# Exercise prompt:
Write out exactly the lines of the entries below, from the first through the line containing "a backend executable.", and nothing beyond them.

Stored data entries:
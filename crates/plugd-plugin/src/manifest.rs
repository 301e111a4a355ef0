//! Plugin manifest format (`plugin.json`) and directory scanning.

use std::path::{Component, Path, PathBuf};

use serde::{Deserialize, Serialize};

use crate::descriptor::PluginType;

/// File name of a plugin manifest.
pub const MANIFEST_FILE: &str = "plugin.json";

/// Plugin manifest describing identity and backend of one plugin.
#[derive(Debug, Clone, Serialize, Deserialize)]
pub struct PluginManifest {
    /// Unique plugin ID.
    pub id: String,
    /// Human-readable name.
    pub name: String,
    /// Plugin kind.
    #[serde(rename = "type")]
    pub plugin_type: PluginType,
    /// Release information.
    #[serde(default)]
    pub info: PluginInfo,
    /// Whether the plugin ships a backend executable.
    #[serde(default)]
    pub backend: bool,
    /// Backend executable, relative to the plugin directory.
    #[serde(default)]
    pub executable: Option<String>,
}

/// Release information of a plugin.
#[derive(Debug, Clone, Default, Serialize, Deserialize)]
pub struct PluginInfo {
    /// Semver version string.
    #[serde(default)]
    pub version: String,
}

impl PluginManifest {
    /// Resolved path of the backend executable.
    ///
    /// `None` if the manifest names none or the path escapes `plugin_dir`.
    pub fn executable_path(&self, plugin_dir: &Path) -> Option<PathBuf> {
        let executable = self.executable.as_deref()?.trim();
        let relative = Path::new(executable);

        if !is_safe_relative_path(relative) {
            return None;
        }

        Some(plugin_dir.join(relative))
    }
}

fn is_safe_relative_path(path: &Path) -> bool {
    if path.as_os_str().is_empty() || path.is_absolute() {
        return false;
    }
    !path.components().any(|component| {
        matches!(
            component,
            Component::ParentDir | Component::RootDir | Component::Prefix(_)
        )
    })
}

/// Scans `root` and its immediate subdirectories for manifests.
///
/// Returns `(directory, manifest)` pairs. Unreadable directories and invalid
/// manifests are logged and skipped.
pub fn discover(root: &Path) -> Vec<(PathBuf, PluginManifest)> {
    let mut results = Vec::new();

    if !root.is_dir() {
        tracing::debug!(path = %root.display(), "Plugin directory does not exist, skipping");
        return results;
    }

    if let Some(manifest) = load_manifest(&root.join(MANIFEST_FILE)) {
        results.push((root.to_path_buf(), manifest));
    }

    let Ok(entries) = std::fs::read_dir(root) else {
        tracing::warn!(path = %root.display(), "Failed to read plugin directory");
        return results;
    };

    let mut dirs: Vec<PathBuf> = entries
        .flatten()
        .map(|entry| entry.path())
        .filter(|path| path.is_dir())
        .collect();
    dirs.sort();

    for path in dirs {
        if let Some(manifest) = load_manifest(&path.join(MANIFEST_FILE)) {
            tracing::debug!(
                plugin_id = %manifest.id,
                path = %path.display(),
                "Discovered plugin"
            );
            results.push((path, manifest));
        }
    }

    results
}

/// Reads and parses the manifest at `path`.
pub fn load_manifest(path: &Path) -> Option<PluginManifest> {
    let content = std::fs::read_to_string(path).ok()?;
    match serde_json::from_str::<PluginManifest>(&content) {
        Ok(manifest) => Some(manifest),
        Err(e) => {
            tracing::warn!(
                path = %path.display(),
                error = %e,
                "Failed to parse plugin manifest"
            );
            None
        }
    }
}
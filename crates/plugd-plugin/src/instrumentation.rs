//! Prometheus metrics for plugin requests.
//!
//! Counts and times each dispatched request per plugin and endpoint. Recording
//! never alters the outcome of the wrapped call.

use std::future::Future;
use std::time::Instant;

use prometheus::{Encoder, HistogramOpts, HistogramVec, IntCounterVec, Opts, Registry, TextEncoder};

use crate::error::{PluginError, PluginResult};

/// Endpoint label for data queries.
pub const ENDPOINT_QUERY_DATA: &str = "queryData";
/// Endpoint label for resource calls.
pub const ENDPOINT_CALL_RESOURCE: &str = "callResource";
/// Endpoint label for health checks.
pub const ENDPOINT_CHECK_HEALTH: &str = "checkHealth";
/// Endpoint label for metrics collection.
pub const ENDPOINT_COLLECT_METRICS: &str = "collectMetrics";

/// Request metrics backed by an owned registry.
#[derive(Debug, Clone)]
pub struct PluginMetrics {
    registry: Registry,
    requests_total: IntCounterVec,
    request_duration_seconds: HistogramVec,
}

impl PluginMetrics {
    /// Creates the metric families and registers them.
    pub fn new() -> PluginResult<Self> {
        let registry = Registry::new();

        let requests_total = IntCounterVec::new(
            Opts::new("plugin_request_total", "Total number of plugin requests"),
            &["plugin_id", "endpoint", "status"],
        )?;
        let request_duration_seconds = HistogramVec::new(
            HistogramOpts::new(
                "plugin_request_duration_seconds",
                "Plugin request duration in seconds",
            ),
            &["plugin_id", "endpoint"],
        )?;

        registry.register(Box::new(requests_total.clone()))?;
        registry.register(Box::new(request_duration_seconds.clone()))?;

        Ok(Self {
            registry,
            requests_total,
            request_duration_seconds,
        })
    }

    /// Runs `fut`, recording its duration and outcome.
    pub async fn instrument<T, F>(&self, plugin_id: &str, endpoint: &str, fut: F) -> PluginResult<T>
    where
        F: Future<Output = PluginResult<T>>,
    {
        let started = Instant::now();
        let result = fut.await;

        let status = match &result {
            Ok(_) => "ok",
            Err(PluginError::Cancelled) => "cancelled",
            Err(_) => "error",
        };

        self.requests_total
            .with_label_values(&[plugin_id, endpoint, status])
            .inc();
        self.request_duration_seconds
            .with_label_values(&[plugin_id, endpoint])
            .observe(started.elapsed().as_secs_f64());

        result
    }

    /// Request count recorded for one label set.
    pub fn request_count(&self, plugin_id: &str, endpoint: &str, status: &str) -> u64 {
        self.requests_total
            .with_label_values(&[plugin_id, endpoint, status])
            .get()
    }

    /// Renders all metrics in the Prometheus text format.
    pub fn gather(&self) -> PluginResult<String> {
        let mut buffer = Vec::new();
        TextEncoder::new().encode(&self.registry.gather(), &mut buffer)?;
        String::from_utf8(buffer).map_err(|e| PluginError::Transport {
            reason: format!("metrics output is not UTF-8: {e}"),
        })
    }
}
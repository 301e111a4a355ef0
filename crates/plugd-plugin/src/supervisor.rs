//! Process supervisor — starts managed backends and restarts them after an exit.

use std::sync::{Arc, Weak};
use std::time::Duration;

use tokio::time::{self, Instant, MissedTickBehavior};
use tokio_util::sync::CancellationToken;
use tokio_util::task::TaskTracker;
use tracing::{debug, error, info};

use crate::descriptor::PluginDescriptor;
use crate::error::{PluginError, PluginResult};

/// Default delay between restart checks.
pub const DEFAULT_RESTART_INTERVAL: Duration = Duration::from_secs(1);

/// Shortest accepted delay between restart checks.
pub const MIN_RESTART_INTERVAL: Duration = Duration::from_millis(1);

/// Starts managed backend processes and keeps them running.
///
/// Each started plugin gets a watchdog task that checks it once per restart
/// interval. The watchdog only holds a weak reference, so it never keeps a
/// removed descriptor alive.
#[derive(Debug)]
pub struct ProcessSupervisor {
    restart_interval: Duration,
    shutdown: CancellationToken,
    tracker: TaskTracker,
}

impl ProcessSupervisor {
    /// Creates a supervisor that checks plugins every `restart_interval`.
    ///
    /// Intervals below [`MIN_RESTART_INTERVAL`] are raised to it.
    pub fn new(restart_interval: Duration) -> Self {
        Self {
            restart_interval: restart_interval.max(MIN_RESTART_INTERVAL),
            shutdown: CancellationToken::new(),
            tracker: TaskTracker::new(),
        }
    }

    /// Starts the plugin's backend and its watchdog.
    ///
    /// Plugins that are not managed or have no backend are skipped.
    pub async fn start(&self, plugin: &Arc<PluginDescriptor>) -> PluginResult<()> {
        if !plugin.backend || !plugin.managed {
            debug!(plugin_id = %plugin.id, "Skipping start of unmanaged plugin");
            return Ok(());
        }

        let Some(client) = plugin.client() else {
            return Ok(());
        };

        client
            .start()
            .await
            .map_err(|e| PluginError::StartFailed {
                plugin_id: plugin.id.clone(),
                reason: e.to_string(),
            })?;

        info!(plugin_id = %plugin.id, "Plugin started");

        self.spawn_watchdog(plugin);
        Ok(())
    }

    /// Stops the plugin's backend, waiting at most `timeout`.
    pub async fn stop(&self, plugin: &PluginDescriptor, timeout: Duration) -> PluginResult<()> {
        let Some(client) = plugin.client() else {
            return Ok(());
        };

        match time::timeout(timeout, client.stop()).await {
            Ok(Ok(())) => {
                debug!(plugin_id = %plugin.id, "Plugin stopped");
                Ok(())
            }
            Ok(Err(e)) => Err(e),
            Err(_) => Err(PluginError::StopTimedOut {
                plugin_id: plugin.id.clone(),
            }),
        }
    }

    /// Cancels every watchdog and waits for them to finish.
    pub async fn shutdown(&self) {
        self.shutdown.cancel();
        self.tracker.close();
        self.tracker.wait().await;
        debug!("Process supervisor shut down");
    }

    /// Number of watchdogs still running.
    pub fn watchdog_count(&self) -> usize {
        self.tracker.len()
    }

    fn spawn_watchdog(&self, plugin: &Arc<PluginDescriptor>) {
        let plugin_id = plugin.id.clone();
        let weak = Arc::downgrade(plugin);
        let cancel = self.shutdown.child_token();
        let period = self.restart_interval;

        self.tracker.spawn(async move {
            watchdog(plugin_id, weak, period, cancel).await;
        });
    }
}

impl Default for ProcessSupervisor {
    fn default() -> Self {
        Self::new(DEFAULT_RESTART_INTERVAL)
    }
}

async fn watchdog(
    plugin_id: String,
    plugin: Weak<PluginDescriptor>,
    period: Duration,
    cancel: CancellationToken,
) {
    let mut ticker = time::interval_at(Instant::now() + period, period);
    ticker.set_missed_tick_behavior(MissedTickBehavior::Delay);

    loop {
        tokio::select! {
            _ = cancel.cancelled() => break,
            _ = ticker.tick() => {}
        }

        let Some(descriptor) = plugin.upgrade() else {
            break;
        };
        if descriptor.is_decommissioned() {
            break;
        }
        if !descriptor.exited() {
            continue;
        }
        let Some(client) = descriptor.client().cloned() else {
            break;
        };
        drop(descriptor);

        info!(plugin_id = %plugin_id, "Restarting plugin");
        if let Err(e) = client.start().await {
            error!(plugin_id = %plugin_id, error = %e, "Failed to restart plugin");
        }
    }

    debug!(plugin_id = %plugin_id, "Watchdog stopped");
}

# Final answer:
filename crates/plugd-plugin/src/manifest.rs
repository 301e111a4a355ef0
//! Plugin manifest format (`plugin.json`) and directory scanning.

use std::path::{Component, Path, PathBuf};

use serde::{Deserialize, Serialize};

use crate::descriptor::PluginType;

/// File name of a plugin manifest.
pub const MANIFEST_FILE: &str = "plugin.json";

/// Plugin manifest describing identity and backend of one plugin.
#[derive(Debug, Clone, Serialize, Deserialize)]
pub struct PluginManifest {
    /// Unique plugin ID.
    pub id: String,
    /// Human-readable name.
    pub name: String,
    /// Plugin kind.
    #[serde(rename = "type")]
    pub plugin_type: PluginType,
    /// Release information.
    #[serde(default)]
    pub info: PluginInfo,
    /// Whether the plugin ships a backend executable.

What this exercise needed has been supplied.